Есть картина, запечатлевшая торжество в Кремле. Возле Сталина стоял, естественно, Берия. После устранения маршала, который не осуществил ни одной военной операции, в картину внесли поправку, превратив голову Берии в голову какого-то безымянного генерала. Не знаю, замазали ли физиономии Маленкова, Молотова и Кагановича или просто заткнули огромное полотно в запасник.
А между тем ни одна армия в мире не потеряла за три-четыре года без войны более сорока тысяч кадровых командиров, за что стоит поблагодарить многих изображенных на холсте.
У Эренбурга в статьях военной поры нет ни звука о недавних судилищах над верхушкой РККА, нет ни звука о судьбах – как тогда именовали капитанов да полковников – начсостава. Эренбург требовал от зека и остальных бойцов Юга не просто патриотических чувств, но и понимания безвыходности сложившейся ситуации, По сути, он загонял человека в угол: бей и стой, стой и бей!
Чем бить-то, Илья Григорьевич? Кулаками?!

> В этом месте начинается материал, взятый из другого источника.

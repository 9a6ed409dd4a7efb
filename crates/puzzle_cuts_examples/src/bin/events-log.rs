use puzzle_cuts::prelude::*;
use puzzle_cuts_examples::{init_tracing, write_svg};
use rand::rngs::StdRng;
use rand::SeedableRng;
use tracing::{debug, info, warn};

fn main() -> anyhow::Result<()> {
    init_tracing();

    let config = PuzzleConfig::new(10, 0)
        .with_pixels_per_cell(40)
        .with_grid_perturb(4)
        .with_seed(2026);
    let mut rng = StdRng::seed_from_u64(config.seed);

    let mut sink = FnSink::new(|event| match event {
        PuzzleEvent::GenerationStarted { canvas, .. } => {
            info!("Run started on a {}x{} canvas", canvas.0, canvas.1);
        }
        PuzzleEvent::GridBuilt { points } => info!("Grid: {points} points"),
        PuzzleEvent::GridPerturbed { radius, stats } => {
            debug!(
                "Perturbed with radius {radius}: {} draws, {} moved, {} snapped",
                stats.draws, stats.moved, stats.snapped
            );
        }
        PuzzleEvent::EdgesDerived { total, interior } => {
            info!("Edges: {total} total, {interior} interior");
        }
        PuzzleEvent::TonguesSynthesized { curves } => info!("Tongues: {curves}"),
        PuzzleEvent::GenerationFinished { summary } => info!("Finished: {summary:?}"),
        PuzzleEvent::Warning { context, message } => warn!("Warning '{context}': {message}"),
        _ => {}
    });

    let puzzle = generate_with_events(&config, &mut rng, &mut sink)?;
    let svg = render_svg(&puzzle, &RenderOptions::new(true))?;
    write_svg("events-log.svg", &svg)?;
    Ok(())
}
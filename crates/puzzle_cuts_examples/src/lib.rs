#![forbid(unsafe_code)]

mod output;

pub use output::{init_tracing, write_svg};
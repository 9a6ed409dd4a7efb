//! Random jitter for grid points with border snapping.
//!
//! Every point receives an offset drawn uniformly from `[-r, r]` on each axis, x first,
//! in grid-key order. Each perturbed coordinate within `r` of `0` or of the canvas
//! extent is then snapped onto that border (inclusive at exactly `r`). Since the snap
//! radius equals the largest possible offset, border points never leave the border.
use rand::RngCore;
use tracing::debug;

use crate::geometry::Point;
use crate::grid::Grid;
use crate::random::random_offset;

/// Counters collected while perturbing a grid.
#[derive(Clone, Copy, Debug, Default, PartialEq, Eq)]
pub struct PerturbStats {
    /// Raw draws taken from the random stream (two per point).
    pub draws: usize,
    /// Points whose final position differs from the input.
    pub moved: usize,
    /// Coordinates changed by the border snap.
    pub snapped: usize,
}

/// Snaps `value` onto `0` or `extent` when it lies within `radius` of either.
///
/// The `0` border wins when both are within reach.
pub fn snap_coordinate(value: i64, radius: u32, extent: i32) -> i32 {
    let r = radius as i64;
    if value.abs() <= r {
        0
    } else if (value - extent as i64).abs() <= r {
        extent
    } else {
        debug_assert!(
            value >= i32::MIN as i64 && value <= i32::MAX as i64,
            "perturbed coordinate must fit in i32"
        );
        value as i32
    }
}

/// Jitters and snaps every point of `grid`. See the module docs for the draw order.
pub fn perturb_grid(
    grid: &Grid,
    radius: u32,
    width: i32,
    height: i32,
    rng: &mut dyn RngCore,
) -> Grid {
    perturb_grid_with_stats(grid, radius, width, height, rng).0
}

/// Like [`perturb_grid`], also reporting [`PerturbStats`].
pub fn perturb_grid_with_stats(
    grid: &Grid,
    radius: u32,
    width: i32,
    height: i32,
    rng: &mut dyn RngCore,
) -> (Grid, PerturbStats) {
    let mut stats = PerturbStats::default();

    let perturbed = grid.map_points(|_, p| {
        let dx = random_offset(rng, radius);
        let dy = random_offset(rng, radius);
        stats.draws += 2;

        let raw_x = p.x as i64 + dx;
        let raw_y = p.y as i64 + dy;
        let x = snap_coordinate(raw_x, radius, width);
        let y = snap_coordinate(raw_y, radius, height);
        stats.snapped += usize::from(x as i64 != raw_x) + usize::from(y as i64 != raw_y);

        let q = Point::new(x, y);
        if q != p {
            stats.moved += 1;
        }
        q
    });

    debug!(
        "Perturbed {} points (radius {}): {} moved, {} coordinates snapped.",
        perturbed.len(),
        radius,
        stats.moved,
        stats.snapped
    );

    (perturbed, stats)
}

#[cfg(test)]
mod tests {
    use rand::rngs::StdRng;
    use rand::SeedableRng;

    use super::*;
    use crate::grid::build_grid;
    use crate::random::testing::CountingRng;

    #[test]
    fn snap_is_inclusive_at_radius() {
        assert_eq!(snap_coordinate(5, 5, 100), 0);
        assert_eq!(snap_coordinate(-5, 5, 100), 0);
        assert_eq!(snap_coordinate(6, 5, 100), 6);
        assert_eq!(snap_coordinate(95, 5, 100), 100);
        assert_eq!(snap_coordinate(105, 5, 100), 100);
        assert_eq!(snap_coordinate(94, 5, 100), 94);
    }

    #[test]
    fn snap_prefers_zero_border_when_both_in_reach() {
        assert_eq!(snap_coordinate(3, 5, 6), 0);
        assert_eq!(snap_coordinate(4, 2, 0), 4);
    }

    #[test]
    fn zero_radius_is_identity() {
        let grid = build_grid(4, 3, 20);
        let mut rng = StdRng::seed_from_u64(9);
        let (out, stats) = perturb_grid_with_stats(&grid, 0, 80, 60, &mut rng);
        assert_eq!(out, grid);
        assert_eq!(stats.moved, 0);
        assert_eq!(stats.snapped, 0);
        assert_eq!(stats.draws, 2 * grid.len());
    }

    #[test]
    fn offsets_are_bounded_and_border_points_stay_pinned() {
        let (nx, ny, c, r) = (6, 5, 40, 7);
        let (w, h) = (nx as i32 * c, ny as i32 * c);
        let grid = build_grid(nx, ny, c as u32);
        let mut rng = StdRng::seed_from_u64(1234);
        let out = perturb_grid(&grid, r, w, h, &mut rng);

        for (index, original) in grid.iter() {
            let p = out.get(index).expect("same key set");
            assert!((p.x - original.x).abs() <= r as i32);
            assert!((p.y - original.y).abs() <= r as i32);
            assert!((0..=w).contains(&p.x) && (0..=h).contains(&p.y));

            // Nothing left in the snap band.
            assert!(!(1..=r as i32).contains(&p.x));
            assert!(!(w - r as i32..w).contains(&p.x));
            assert!(!(1..=r as i32).contains(&p.y));
            assert!(!(h - r as i32..h).contains(&p.y));

            if original.x == 0 || original.x == w {
                assert_eq!(p.x, original.x);
            }
            if original.y == 0 || original.y == h {
                assert_eq!(p.y, original.y);
            }
        }
    }

    #[test]
    fn consumes_two_words_per_point() {
        let grid = build_grid(3, 2, 30);
        let mut rng = CountingRng::new(StdRng::seed_from_u64(2));
        perturb_grid(&grid, 4, 90, 60, &mut rng);
        assert_eq!(rng.u64_draws, 2 * 12);
        assert_eq!(rng.u32_draws, 0);
    }

    #[test]
    fn same_seed_same_grid() {
        let grid = build_grid(5, 5, 50);
        let a = perturb_grid(&grid, 6, 250, 250, &mut StdRng::seed_from_u64(77));
        let b = perturb_grid(&grid, 6, 250, 250, &mut StdRng::seed_from_u64(77));
        let c = perturb_grid(&grid, 6, 250, 250, &mut StdRng::seed_from_u64(78));
        assert_eq!(a, b);
        assert_ne!(a, c);
    }
}
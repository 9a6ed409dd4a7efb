//! Error types and result alias for the crate.
//!
//! This module defines [`enum@crate::error::Error`] and the crate-wide [Result] alias. Variants cover
//! invalid configuration, degenerate edges reaching the tongue stage, and document
//! formatting.
use thiserror::Error;

use crate::geometry::Point;

pub type Result<T> = std::result::Result<T, Error>;

#[non_exhaustive]
#[derive(Debug, Error)]
pub enum Error {
    #[error("invalid configuration: {0}")]
    InvalidConfig(String),

    #[error("degenerate edge from {start} to {end}: endpoints coincide")]
    DegenerateEdge { start: Point, end: Point },

    #[error("failed to format document: {0}")]
    Format(#[from] std::fmt::Error),
}
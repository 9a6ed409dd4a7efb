//! Tongue curves: the interlocking tab drawn across each interior edge.
//!
//! For an edge `start → end` with vector `v` and cell size `c`:
//!
//! 1. `p` is a rounded perpendicular of `v`: `(1, round(-v.x / v.y))` when the endpoints
//!    differ in `y`, `(round(-v.y / v.x), 1)` otherwise.
//! 2. `p` is normalized and multiplied by `+1` when the edge's coin came up `true`,
//!    `-1` otherwise.
//! 3. `middle = round((start + end) / 2) + round(round(0.18 c) * p)`.
//! 4. `start_control = start + round(0.8 v)`, `end_control = end - round(0.8 v)`,
//!    `middle_control = middle - round(0.4 v)`.
//!
//! Every product is rounded half away from zero before it is added.
use rand::RngCore;
use tracing::debug;

use crate::error::{Error, Result};
use crate::geometry::{round_vec, Curve, Edge, Point};
use crate::random::flip_coin;

const MIDDLE_SCALE: f64 = 0.18;
const END_CONTROL_FRACTION: f64 = 0.8;
const MIDDLE_CONTROL_FRACTION: f64 = 0.4;

/// Rounded perpendicular of the edge vector, before normalization.
///
/// Fails with [`Error::DegenerateEdge`] when both endpoints coincide, which is the only
/// case where the divisor would be zero.
pub fn perpendicular(edge: &Edge) -> Result<Point> {
    if edge.is_degenerate() {
        return Err(Error::DegenerateEdge {
            start: edge.start,
            end: edge.end,
        });
    }
    let v = edge.vector().as_dvec2();
    if edge.start.y != edge.end.y {
        Ok(Point::new(1, (-v.x / v.y).round() as i32))
    } else {
        Ok(Point::new((-v.y / v.x).round() as i32, 1))
    }
}

/// Builds the tongue for one edge. `flip = true` keeps the perpendicular's sign.
pub fn tongue_for_edge(edge: &Edge, cell_size: u32, flip: bool) -> Result<Curve> {
    let p = perpendicular(edge)?;
    let flip_mult = if flip { 1.0 } else { -1.0 };
    let unit = p.as_dvec2().normalize() * flip_mult;
    let middle_scale = (MIDDLE_SCALE * cell_size as f64).round();

    let v = edge.vector().as_dvec2();
    let midpoint = round_vec(0.5 * (edge.start.as_dvec2() + edge.end.as_dvec2()));
    let middle = midpoint + round_vec(middle_scale * unit);

    Ok(Curve {
        start: edge.start,
        start_control: edge.start + round_vec(END_CONTROL_FRACTION * v),
        middle,
        middle_control: middle - round_vec(MIDDLE_CONTROL_FRACTION * v),
        end_control: edge.end - round_vec(END_CONTROL_FRACTION * v),
        end: edge.end,
    })
}

/// One tongue per edge, in edge order, drawing one coin per edge from `rng`.
///
/// `edges` should already exclude border edges.
pub fn synthesize_tongues(
    edges: &[Edge],
    cell_size: u32,
    rng: &mut dyn RngCore,
) -> Result<Vec<Curve>> {
    let mut curves = Vec::with_capacity(edges.len());
    let mut kept = 0usize;
    for edge in edges {
        let flip = flip_coin(rng);
        kept += usize::from(flip);
        curves.push(tongue_for_edge(edge, cell_size, flip)?);
    }
    debug!(
        "Synthesized {} tongues ({} keep the perpendicular sign).",
        curves.len(),
        kept
    );
    Ok(curves)
}
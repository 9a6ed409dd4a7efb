//! Static generation parameters.
#[cfg(feature = "serde")]
use serde::{Deserialize, Serialize};
use tracing::warn;

use crate::error::{Error, Result};

/// Everything a generation run depends on. Two runs with equal configs produce
/// byte-identical documents.
#[non_exhaustive]
#[derive(Clone, Debug, PartialEq, Eq)]
#[cfg_attr(feature = "serde", derive(Serialize, Deserialize))]
#[cfg_attr(feature = "serde", serde(default))]
pub struct PuzzleConfig {
    /// Overlay grid markers, grid lines and a checkerboard background.
    pub draft_mode: bool,
    /// Number of cells along X.
    pub pieces_x: u32,
    /// Number of cells along Y.
    pub pieces_y: u32,
    /// Cell edge length in canvas units.
    pub pixels_per_cell: u32,
    /// Seed for the shared random stream.
    pub seed: u64,
    /// Perturbation radius, also used as the border snap radius.
    pub grid_perturb: u32,
}

impl Default for PuzzleConfig {
    fn default() -> Self {
        Self {
            draft_mode: false,
            pieces_x: 6,
            pieces_y: 4,
            pixels_per_cell: 100,
            seed: 42,
            grid_perturb: 8,
        }
    }
}

impl PuzzleConfig {
    /// Creates a config with the given piece counts and defaults elsewhere.
    pub fn new(pieces_x: u32, pieces_y: u32) -> Self {
        Self {
            pieces_x,
            pieces_y,
            ..Default::default()
        }
    }

    /// Sets the piece counts along X and Y.
    pub fn with_pieces(mut self, pieces_x: u32, pieces_y: u32) -> Self {
        self.pieces_x = pieces_x;
        self.pieces_y = pieces_y;
        self
    }

    /// Sets the cell edge length.
    pub fn with_pixels_per_cell(mut self, pixels_per_cell: u32) -> Self {
        self.pixels_per_cell = pixels_per_cell;
        self
    }

    /// Sets the random seed.
    pub fn with_seed(mut self, seed: u64) -> Self {
        self.seed = seed;
        self
    }

    /// Sets the perturbation and snap radius.
    pub fn with_grid_perturb(mut self, grid_perturb: u32) -> Self {
        self.grid_perturb = grid_perturb;
        self
    }

    /// Enables or disables draft overlays.
    pub fn with_draft_mode(mut self, draft_mode: bool) -> Self {
        self.draft_mode = draft_mode;
        self
    }

    /// Canvas width, `pieces_x * pixels_per_cell`.
    pub fn width(&self) -> i32 {
        (self.pieces_x as i64 * self.pixels_per_cell as i64) as i32
    }

    /// Canvas height, `pieces_y * pixels_per_cell`.
    pub fn height(&self) -> i32 {
        (self.pieces_y as i64 * self.pixels_per_cell as i64) as i32
    }

    /// Validates the configuration, returning an error if invalid.
    ///
    /// Zero piece counts are accepted and produce a single row or column of points.
    /// `grid_perturb` must stay below half of `pixels_per_cell`.
    pub fn validate(&self) -> Result<()> {
        if self.pixels_per_cell == 0 {
            return Err(Error::InvalidConfig("pixels_per_cell must be > 0".into()));
        }
        // Neighbors start one cell apart and each moves at most `grid_perturb` per axis
        // (snapping only moves a point onto a border no neighbor can reach), so
        // `2 * grid_perturb < pixels_per_cell` keeps every edge non-degenerate.
        if 2 * self.grid_perturb as u64 >= self.pixels_per_cell as u64 {
            return Err(Error::InvalidConfig(format!(
                "grid_perturb ({}) must be less than half of pixels_per_cell ({})",
                self.grid_perturb, self.pixels_per_cell
            )));
        }
        let limit = i32::MAX as i64;
        let reach = self.grid_perturb as i64;
        for (name, pieces) in [("pieces_x", self.pieces_x), ("pieces_y", self.pieces_y)] {
            let extent = pieces as i64 * self.pixels_per_cell as i64;
            if extent + reach > limit {
                return Err(Error::InvalidConfig(format!(
                    "{name} * pixels_per_cell + grid_perturb must fit in i32 (got {})",
                    extent + reach
                )));
            }
        }

        for message in self.warnings() {
            warn!("{}", message);
        }

        Ok(())
    }

    /// Non-fatal observations about this configuration.
    pub fn warnings(&self) -> Vec<String> {
        let mut out = Vec::new();
        if self.pieces_x == 0 || self.pieces_y == 0 {
            out.push(format!(
                "Degenerate puzzle {}x{}: no interior edges along the empty axis.",
                self.pieces_x, self.pieces_y
            ));
        }
        out
    }
}

#[cfg(test)]
mod tests {
    use super::*;

    #[test]
    fn builder_sets_fields() {
        let config = PuzzleConfig::new(3, 2)
            .with_pixels_per_cell(40)
            .with_seed(5)
            .with_grid_perturb(3)
            .with_draft_mode(true);
        assert_eq!((config.pieces_x, config.pieces_y), (3, 2));
        assert_eq!(config.pixels_per_cell, 40);
        assert_eq!(config.seed, 5);
        assert_eq!(config.grid_perturb, 3);
        assert!(config.draft_mode);
        assert_eq!((config.width(), config.height()), (120, 80));
    }

    #[test]
    fn default_is_valid() {
        assert!(PuzzleConfig::default().validate().is_ok());
    }

    #[test]
    fn zero_cell_size_is_rejected() {
        let err = PuzzleConfig::default()
            .with_pixels_per_cell(0)
            .validate()
            .unwrap_err();
        assert!(matches!(err, Error::InvalidConfig(_)));
    }

    #[test]
    fn oversized_canvas_is_rejected() {
        let config = PuzzleConfig::new(u32::MAX, 1).with_pixels_per_cell(2);
        assert!(config.validate().is_err());

        let edge = PuzzleConfig::new(1, 1)
            .with_pixels_per_cell(i32::MAX as u32 - 1)
            .with_grid_perturb(2);
        assert!(edge.validate().is_err());
    }

    #[test]
    fn warnings_flag_degenerate_grids() {
        assert!(PuzzleConfig::default().warnings().is_empty());
        assert_eq!(PuzzleConfig::new(0, 2).warnings().len(), 1);
    }

    #[test]
    fn radius_of_half_a_cell_or_more_is_rejected() {
        for (cell, radius) in [(10, 5), (10, 6), (10, 10), (1, 1)] {
            let err = PuzzleConfig::new(6, 4)
                .with_pixels_per_cell(cell)
                .with_grid_perturb(radius)
                .validate()
                .unwrap_err();
            assert!(matches!(err, Error::InvalidConfig(_)));
        }
        assert!(PuzzleConfig::new(6, 4)
            .with_pixels_per_cell(10)
            .with_grid_perturb(4)
            .validate()
            .is_ok());
        assert!(PuzzleConfig::new(6, 4)
            .with_pixels_per_cell(1)
            .with_grid_perturb(0)
            .validate()
            .is_ok());
    }

    #[test]
    fn zero_pieces_are_allowed() {
        assert!(PuzzleConfig::new(0, 3).validate().is_ok());
        assert!(PuzzleConfig::new(0, 0).validate().is_ok());
    }
}
pub mod bundle;
pub mod checker;
pub mod constants;
pub mod delegated_account;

Умри, но спаси родину и народ! А кто виноват в смертельной альтернативе – не спрашивай! И после войны – не спрашивай! Сложная обстановка, кругом враги. Эту сложную обстановку и устраивали, чтобы народ ничего и ни у кого не спрашивал. Эрнст Генри был прав, когда упрекал Эренбурга в открытом письме в устарелой – хрущевской – трактовке деяний Сталина. Варлама Шаламова не устраивала фигура автора письма, но Генри-то прав, а вместе с тем он недосказал многого и даже не коснулся главного.
И опять мы приближаемся к входу в лабиринт, порог которого не пожелал перешагнуть после войны Эренбург, выполнив, однако, свой воинский долг. В этом, в нежелании взглянуть на прошлое открытым взглядом, и заключается оборотная и неприглядная сторона медали, в этом – двойственное отношение к красноречивым статьям Эренбурга, этим они отличаются от его исповедальных стихов о Бабьем Яре, о победе, о Германии. Возможно, в неопубликованных архивных материалах и содержатся попытки преодоления, попытки выкрикнуть запоздалую правду, но подобный взгляд обернувшегося назад человека давно утратил значение. Здесь личная трагедия Эренбурга, здесь и общественная его трагедия, трагедия крупного человека – автора бессмертных статей, опубликованных в маленьких фронтовых газетенках, сыгравших такую огромную роль в крушении фашизма, в победе России над Германией, в уничтожении чумы XX века – нацизма.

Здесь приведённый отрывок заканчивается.